Here we report the observation of radiation pressure-induced buckling transitions in an optomechanical system, an effect predicted several decades ago21. Our approach relies on a symmetrical optical cavity with a dielectric membrane in the middle27,28,29, where the behaviour of the mechanical system can be fabricated and characterized separately from the optics necessary to realize an optical cavity of high finesse. Using this platform, we demonstrate an optomechanical system that realizes controlled first- and second-order buckling transitions. These transitions can be understood as arising when the static optomechanical potential changes smoothly from a single-well to a multiwell potential as the optical driving power is increased. Unlike the situation in the pioneering experiment of Dorsel, in which the bistability was associated with a manifestly asymmetric optomechanical potential21, our realization results in a spontaneously broken symmetry as the optical drive passes through the transition point. We derive the stability diagram for the buckling transitions, and we show good quantitative agreement between theoretical predictions and experiment.

Results

Experimental set-up

A schematic of our apparatus is shown in Fig. 1a. Two dielectric mirrors, identified as ML and MR, form an optical cavity with a length of 50 mm. At the centre of the cavity is the optomechanical element, a tensioned silicon nitride membrane (see Supplementary Note 4) normal to the cavity mode with long thin tethers connecting the membrane to its frame. An image taken with an optical microscope is shown in Fig. 1b, and a finite element simulation of the fundamental mechanical mode is shown in Fig. 1c. It has a fundamental mechanical frequency of ωm=2π × 80.3 kHz, designed to allow for substantial optical spring effects at low laser power. The experiment is performed in the classical regime at room temperature and pressure.

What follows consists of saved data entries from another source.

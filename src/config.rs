//! Engine configuration.
//!
//! Precedence, lowest first: built-in defaults, the JSON config file,
//! `FESTIVAL_POS_*` environment variables, then the OS keyring for the API
//! key and terminal id when neither of the others supplied them.

use serde::{Deserialize, Serialize};
use std::path::{Path, PathBuf};
use tracing::{debug, info};

use crate::credentials;
use crate::error::{Result, SyncError};
use crate::retry::RetryPolicy;

const ENV_PREFIX: &str = "FESTIVAL_POS_";
pub const CONFIG_FILE_NAME: &str = "pos-sync.json";

#[derive(Debug, Clone, PartialEq, Serialize, Deserialize)]
#[serde(rename_all = "camelCase", default)]
pub struct ApiConfig {
    pub base_url: String,
    #[serde(skip_serializing)]
    pub api_key: Option<String>,
    pub terminal_id: Option<String>,
    pub request_timeout_ms: u64,
    pub probe_timeout_ms: u64,
}

impl Default for ApiConfig {
    fn default() -> Self {
        Self {
            base_url: String::new(),
            api_key: None,
            terminal_id: None,
            request_timeout_ms: 15_000,
            probe_timeout_ms: 5_000,
        }
    }
}

#[derive(Debug, Clone, PartialEq, Serialize, Deserialize)]
#[serde(rename_all = "camelCase", default)]
pub struct NetworkConfig {
    pub poll_interval_ms: u64,
    /// Consecutive agreeing checks before a state flip is published.
    pub required_confirmations: u32,
    /// Probe latency above which a reachable link is `degraded`.
    pub degraded_latency_ms: u64,
}

impl Default for NetworkConfig {
    fn default() -> Self {
        Self {
            poll_interval_ms: 10_000,
            required_confirmations: 2,
            degraded_latency_ms: 1_500,
        }
    }
}

#[derive(Debug, Clone, PartialEq, Serialize, Deserialize)]
#[serde(rename_all = "camelCase", default)]
pub struct SyncConfig {
    /// Periodic pass interval; `None` disables the timer.
    pub periodic_interval_ms: Option<u64>,
}

impl Default for SyncConfig {
    fn default() -> Self {
        Self {
            periodic_interval_ms: Some(60_000),
        }
    }
}

#[derive(Debug, Clone, PartialEq, Serialize, Deserialize)]
#[serde(rename_all = "camelCase", default)]
pub struct EngineConfig {
    pub data_dir: PathBuf,
    pub api: ApiConfig,
    pub network: NetworkConfig,
    pub sync: SyncConfig,
    pub retry: RetryPolicy,
    /// `EnvFilter` directive; `RUST_LOG` wins when set.
    pub log_filter: Option<String>,
    /// Write the log file as JSON lines.
    pub log_json: bool,
}

impl Default for EngineConfig {
    fn default() -> Self {
        Self {
            data_dir: PathBuf::from("./pos-data"),
            api: ApiConfig::default(),
            network: NetworkConfig::default(),
            sync: SyncConfig::default(),
            retry: RetryPolicy::default(),
            log_filter: None,
            log_json: false,
        }
    }
}

impl EngineConfig {
    /// Full load: file (if present), environment, keyring, validation.
    pub fn load(path: Option<&Path>) -> Result<Self> {
        let mut config = match path {
            Some(p) if p.exists() => Self::from_file(p)?,
            Some(p) => {
                debug!(path = %p.display(), "Config file not found, using defaults");
                Self::default()
            }
            None => Self::default(),
        };
        config.apply_env_from(|key| std::env::var(key).ok())?;
        config.fill_credentials_from(credentials::get_credential);
        config.validate()?;
        info!(
            data_dir = %config.data_dir.display(),
            base_url = %config.api.base_url,
            terminal_id = config.api.terminal_id.as_deref().unwrap_or("-"),
            api_key = %config.api.api_key.as_deref().map(credentials::redact).unwrap_or_default(),
            "Engine configuration loaded"
        );
        Ok(config)
    }

    pub fn from_file(path: &Path) -> Result<Self> {
        let raw = std::fs::read_to_string(path)
            .map_err(|e| SyncError::Config(format!("read {}: {e}", path.display())))?;
        serde_json::from_str(&raw)
            .map_err(|e| SyncError::Config(format!("parse {}: {e}", path.display())))
    }

    /// Apply `FESTIVAL_POS_*` overrides read through `lookup`.
    pub fn apply_env_from<F>(&mut self, lookup: F) -> Result<()>
    where
        F: Fn(&str) -> Option<String>,
    {
        let var = |name: &str| {
            lookup(&format!("{ENV_PREFIX}{name}"))
                .map(|v| v.trim().to_string())
                .filter(|v| !v.is_empty())
        };

        if let Some(v) = var("DATA_DIR") {
            self.data_dir = PathBuf::from(v);
        }
        if let Some(v) = var("API_URL") {
            self.api.base_url = v;
        }
        if let Some(v) = var("API_KEY") {
            self.api.api_key = Some(v);
        }
        if let Some(v) = var("TERMINAL_ID") {
            self.api.terminal_id = Some(v);
        }
        if let Some(v) = var("REQUEST_TIMEOUT_MS") {
            self.api.request_timeout_ms = parse_num("REQUEST_TIMEOUT_MS", &v)?;
        }
        if let Some(v) = var("POLL_INTERVAL_MS") {
            self.network.poll_interval_ms = parse_num("POLL_INTERVAL_MS", &v)?;
        }
        if let Some(v) = var("SYNC_INTERVAL_MS") {
            let ms: u64 = parse_num("SYNC_INTERVAL_MS", &v)?;
            self.sync.periodic_interval_ms = (ms > 0).then_some(ms);
        }
        if let Some(v) = var("MAX_RETRIES") {
            let max: u32 = parse_num("MAX_RETRIES", &v)?;
            self.retry.max_retries = (max > 0).then_some(max);
        }
        if let Some(v) = var("LOG") {
            self.log_filter = Some(v);
        }
        if let Some(v) = var("LOG_JSON") {
            self.log_json = matches!(v.to_ascii_lowercase().as_str(), "1" | "true" | "yes");
        }
        Ok(())
    }

    /// Fill the API key and terminal id from `lookup` when still unset.
    pub fn fill_credentials_from<F>(&mut self, lookup: F)
    where
        F: Fn(&str) -> Option<String>,
    {
        if self.api.api_key.is_none() {
            self.api.api_key = lookup(credentials::KEY_API_KEY);
        }
        if self.api.terminal_id.is_none() {
            self.api.terminal_id = lookup(credentials::KEY_TERMINAL_ID);
        }
    }

    pub fn validate(&self) -> Result<()> {
        if self.api.base_url.trim().is_empty() {
            return Err(SyncError::Config(
                "API base URL is not set (api.baseUrl or FESTIVAL_POS_API_URL)".into(),
            ));
        }
        if self.network.required_confirmations == 0 {
            return Err(SyncError::Config(
                "network.requiredConfirmations must be at least 1".into(),
            ));
        }
        if self.network.poll_interval_ms == 0 {
            return Err(SyncError::Config("network.pollIntervalMs must be > 0".into()));
        }
        let retry = &self.retry;
        if retry.base_delay_ms == 0 || retry.max_delay_ms < retry.base_delay_ms {
            return Err(SyncError::Config(
                "retry delays must satisfy 0 < baseDelayMs <= maxDelayMs".into(),
            ));
        }
        if !(0.0..1.0).contains(&retry.jitter_ratio) {
            return Err(SyncError::Config(
                "retry.jitterRatio must be in [0, 1)".into(),
            ));
        }
        Ok(())
    }

    pub fn log_dir(&self) -> PathBuf {
        self.data_dir.join("logs")
    }
}

fn parse_num<T: std::str::FromStr>(name: &str, raw: &str) -> Result<T> {
    raw.parse()
        .map_err(|_| SyncError::Config(format!("{ENV_PREFIX}{name}: invalid number {raw:?}")))
}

Figure 1: Experimental set-up.
figure 1

(a) Curved mirrors ML and MR form a symmetric Fabry–Perot cavity. Tethered membrane Mem that comprises our optomechanical resonator is placed in the centre. The two pump and two probe fields used in the experiment are generated and locked to the cavity by means of independent tunable lasers Laser1 and Laser2, electro-optic phase modulators EOM1–EOM5 and an erbium-doped fibre amplifier (EDFA) (details are given in the Supplementary Note 3). Light reflected from the cavity is captured by photodiode PD1 to lock the lasers to the cavity, and the beat signal between Laser1 and Laser2 is captured on PD2 to probe the membrane position. (b) Microscope image of tethered SiN membrane. The central square is 200 μm on a side. (c) Fundamental mechanical mode of membrane determined from finite element analysis; the frequency is 80.3 kHz. (d) Optical transmission spectrum for membrane position x near the centre of the cavity. Probe lasers PDH1 and PDH2 are locked to adjacent cavity modes whose resonance frequencies have opposite dependences on membrane displacement. Pump laser Pump1 is rigidly offset to probe PDH1 and detuned to the red of an adjacent cavity mode by ΔL; similarly, pump laser Pump2 is detuned to the red of an adjacent cavity mode by ΔR, as shown. When the membrane is displaced to the right, Pump1 is brought closer to resonance and Pump2 is driven further from resonance.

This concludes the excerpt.